D2. The sequence of steps:

  1. Inhaling, in 3 seconds, bend to the right, keeping the head between the arms. Let the spine arch sideways, with no movement below the waist.
  2. Immediately, exhaling, return to the centre position, in 3 seconds.
  3. Inhaling, in 3 seconds, repeat to the left to complete 1 round.

 

E. Variation-2:

E1. Starting position: same as D1, above.

E2. The sequence of steps:

  1. Exhaling, twist your spine pivoting from the lower end of spine towards the right side, maintaining fixity below the waist. This is an axial movement; hence maintain the upper torso as one unit while twisting. Complete this step, in 3 seconds, while exhaling.
  2. Immediately, inhaling, untwist the spine and return to centre position, in 3 seconds.
  3. Exhaling, now twist towards left, as explained in step 1, above, in 3 seconds.
  4. Inhaling, immediately untwist the spine and return to centre position, in 3 seconds.

F. Variation-3:

F1. Starting position: same as D1, above.

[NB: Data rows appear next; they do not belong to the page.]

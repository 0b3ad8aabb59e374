//! Random Number Generator.

use crate::pbrt::*;

/// 64-bit precision value for 1 - epsilon.
pub const DOUBLE_ONE_MINUS_EPSILON: f64 = hexf64!("0x1.fffffffffffffp-1"); // 0.99999999999999989

/// 1 - epsilon in the precision we've selected for `Float`.
pub const ONE_MINUS_EPSILON: Float = DOUBLE_ONE_MINUS_EPSILON;

const PCG32_DEFAULT_STATE: u64 = 0x853c49e6748fea9b;
const PCG32_DEFAULT_STREAM: u64 = 0xda3e39cb94b95bdb;
const PCG32_MULT: u64 = 0x5851f42d4c957f2d;

/// Implements the PCG32 pseudo-random number generator.
#[derive(Clone)]
pub struct RNG {
    state: u64,
    inc: u64,
}

impl Default for RNG {
    /// Return a new instance of `RNG` with default state and stream.
    fn default() -> Self {
        Self {
            state: PCG32_DEFAULT_STATE,
            inc: PCG32_DEFAULT_STREAM,
        }
    }
}

impl RNG {
    /// Create a new `RNG` by seeding it with the given starting sequence.
    ///
    /// * `sequence_index` - The starting sequence to seed with.
    pub fn new(sequence_index: u64) -> Self {
        let mut ret = Self { state: 0, inc: 0 };
        ret.set_sequence(sequence_index);
        ret
    }

    /// Initialize the random number generator sequence.
    ///
    /// * `init_seq` - The starting sequence to seed with.
    #[inline(always)]
    pub fn set_sequence(&mut self, init_seq: u64) {
        self.state = 0;
        self.inc = init_seq.wrapping_shl(1) | 1;
        let _ = self.uniform_u32();

        self.state = self.state.wrapping_add(PCG32_DEFAULT_STATE);
        let _ = self.uniform_u32();
    }

    /// Returns a uniformly distributed u32 value.
    #[inline(always)]
    pub fn uniform_u32(&mut self) -> u32 {
        let old_state = self.state;
        self.state = old_state.wrapping_mul(PCG32_MULT).wrapping_add(self.inc);

        let xor_shifted = (((old_state >> 18) ^ old_state) >> 27) as u32;
        let rot = (old_state >> 59) as u32;

        xor_shifted.rotate_right(rot)
    }

    /// Returns a uniformly distributed value over the half open interval [0.0, 1.0).
    ///
    /// Two 32-bit draws are combined so that all 53 bits of the mantissa
    /// are random.
    pub fn uniform_float(&mut self) -> Float {
        let hi = (self.uniform_u32() >> 5) as u64;
        let lo = (self.uniform_u32() >> 6) as u64;
        let bits = (hi << 26) | lo;
        min(bits as Float * hexf64!("0x1.0p-53"), ONE_MINUS_EPSILON)
    }
}

// ----------------------------------------------------------------------------
// Tests
// ----------------------------------------------------------------------------

#[cfg(test)]
mod tests {
    use super::*;

    #[test]
    fn same_sequence_is_deterministic() {
        let mut a = RNG::new(42);
        let mut b = RNG::new(42);
        for _ in 0..100 {
            assert_eq!(a.uniform_u32(), b.uniform_u32());
        }
    }

    #[test]
    fn different_sequences_differ() {
        let mut a = RNG::new(1);
        let mut b = RNG::new(2);
        let same = (0..32).filter(|_| a.uniform_u32() == b.uniform_u32()).count();
        assert!(same < 32);
    }

    #[test]
    fn uniform_float_in_unit_interval() {
        let mut rng = RNG::new(7);
        let mut sum = 0.0;
        let n = 10_000;
        for _ in 0..n {
            let u = rng.uniform_float();
            assert!((0.0..1.0).contains(&u));
            sum += u;
        }
        let mean = sum / n as Float;
        assert!((mean - 0.5).abs() < 0.02);
    }
}
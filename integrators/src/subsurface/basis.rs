//! Sampling Basis Selection

use core::geometry::*;
use core::pbrt::*;

/// Axis along which a diffusion profile sample is projected onto the surface.
#[derive(Copy, Clone, Debug, PartialEq, Eq, Hash)]
pub enum SamplingAxis {
    /// Project along the shading normal.
    Normal,

    /// Project along the first shading tangent.
    TangentU,

    /// Project along the second shading tangent.
    TangentV,
}

impl SamplingAxis {
    /// Returns the probability with which the axis is selected.
    pub fn pdf(&self) -> Float {
        match self {
            Self::Normal => 0.5,
            Self::TangentU | Self::TangentV => 0.25,
        }
    }
}

/// Picks the projection axis and returns it together with a basis whose
/// normal is that axis, and the selection probability.
///
/// The shading basis `(n, u, v)` becomes `(n, u, v)` for the normal axis,
/// `(u, v, n)` for the first tangent and `(v, n, u)` for the second.
///
/// * `shading_basis` - Shading basis at the outgoing point.
/// * `s`             - Sample value in [0, 1).
pub fn pick_sampling_basis(shading_basis: &Basis3f, s: Float) -> (SamplingAxis, Basis3f, Float) {
    let n = shading_basis.normal();
    let u = shading_basis.tangent_u();
    let v = shading_basis.tangent_v();

    let (axis, basis) = if s <= 0.5 {
        (SamplingAxis::Normal, Basis3f::new(n, u, v))
    } else if s <= 0.75 {
        (SamplingAxis::TangentU, Basis3f::new(u, v, n))
    } else {
        (SamplingAxis::TangentV, Basis3f::new(v, n, u))
    };

    (axis, basis, axis.pdf())
}

// ----------------------------------------------------------------------------
// Tests
// ----------------------------------------------------------------------------

#[cfg(test)]
mod tests {
    use super::*;
    use core::rng::*;

    #[test]
    fn boundaries_are_inclusive() {
        let b = Basis3f::default();
        assert_eq!(pick_sampling_basis(&b, 0.0).0, SamplingAxis::Normal);
        assert_eq!(pick_sampling_basis(&b, 0.5).0, SamplingAxis::Normal);
        assert_eq!(pick_sampling_basis(&b, 0.500001).0, SamplingAxis::TangentU);
        assert_eq!(pick_sampling_basis(&b, 0.75).0, SamplingAxis::TangentU);
        assert_eq!(pick_sampling_basis(&b, 0.750001).0, SamplingAxis::TangentV);
        assert_eq!(pick_sampling_basis(&b, 0.999).0, SamplingAxis::TangentV);
    }

    #[test]
    fn permutations() {
        let b = Basis3f::default();
        let (n, u, v) = (b.normal(), b.tangent_u(), b.tangent_v());

        let (_, basis, pdf) = pick_sampling_basis(&b, 0.25);
        assert_eq!((basis.normal(), basis.tangent_u(), basis.tangent_v()), (n, u, v));
        assert_eq!(pdf, 0.5);

        let (_, basis, pdf) = pick_sampling_basis(&b, 0.6);
        assert_eq!((basis.normal(), basis.tangent_u(), basis.tangent_v()), (u, v, n));
        assert_eq!(pdf, 0.25);

        let (_, basis, pdf) = pick_sampling_basis(&b, 0.9);
        assert_eq!((basis.normal(), basis.tangent_u(), basis.tangent_v()), (v, n, u));
        assert_eq!(pdf, 0.25);
    }

    #[test]
    fn selection_frequencies() {
        let b = Basis3f::default();
        let mut rng = RNG::new(11);
        let n = 100_000;
        let mut counts = [0usize; 3];
        for _ in 0..n {
            match pick_sampling_basis(&b, rng.uniform_float()).0 {
                SamplingAxis::Normal => counts[0] += 1,
                SamplingAxis::TangentU => counts[1] += 1,
                SamplingAxis::TangentV => counts[2] += 1,
            }
        }
        let freq: Vec<Float> = counts.iter().map(|c| *c as Float / n as Float).collect();
        assert!(abs(freq[0] - 0.5) < 0.01);
        assert!(abs(freq[1] - 0.25) < 0.01);
        assert!(abs(freq[2] - 0.25) < 0.01);
    }

    fn unit_vector3(rng: &mut RNG) -> Vector3f {
        loop {
            let v = vector3(
                2.0 * rng.uniform_float() - 1.0,
                2.0 * rng.uniform_float() - 1.0,
                2.0 * rng.uniform_float() - 1.0,
            );
            if v.length_squared() > 1.0e-4 {
                return v.normalize();
            }
        }
    }

    #[test]
    fn bases_are_orthonormal() {
        let mut rng = RNG::new(23);
        for _ in 0..512 {
            let shading_basis = Basis3f::from_normal(unit_vector3(&mut rng)).unwrap();
            let (axis, basis, pdf) = pick_sampling_basis(&shading_basis, rng.uniform_float());
            assert!(basis.is_orthonormal(1.0e-9));
            assert_eq!(pdf, axis.pdf());
        }
    }
}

F2. The sequence of steps:

  1. Inhaling, bend backwards keeping the head locked in between the arms. Let the spine arch backwards, with no movement below the waist. Complete this step, in 3 seconds, while inhaling.
  2. Immediately, exhaling, start bending forward (waist up) keeping the head locked in between the arms. Let the spine arch forward, with no movement below the waist, to bring the body parallel to the ground. Complete this step, in 3 seconds, while exhaling.
  3. Maintain this forward stretched position for 6 seconds, suspending the breath (final position).
  4. Inhaling, lift the head and arms and return to the centre position, in 3 seconds.

 

G. Returning to starting position (for the variations): exhaling, in 3 seconds, first turn the palm position outwards and then, keeping the arms straight, bring it down to the sides to complete one cycle of the above variations.

 

H. Recommended practice (for all variations):

  1. Complete one cycle of each variation, without pause. Practice 2 cycles of the above variations.

 

I. Limitations / Contraindications:

  1. People suffering from spinal injury and spinal abnormalities.
  2. Frozen shoulder and arthritis.
  3. Hypertension and serious cardiac complaints (especially Variation-3)

 

J. Benefits

  1. Corrects minor postural defects of the spine and straightens the muscles of the back.
  2. Stretches all the abdominal and pelvic muscles and loosens the hips.
  3. Exercises the inactive waist zone, and helps reduce fatty and flabby abdomen.
  4. The unnatural curvature of the spine and minor displacements of the vertebrae are corrected.
  5. Internal organs in the abdominal region get proper massage–improved blood circulation; viscera normally rest on the pelvic floor.
  6. Prolapse (slipping down) of the uterus is improved by providing natural support to the viscera.
  7. Blood circulation in the vertebral region improves, and the efficiency of the nerves coming out of the vertebra is improved.
  8. The unnatural curvature of the spine and minor displacements of the vertebrae are corrected.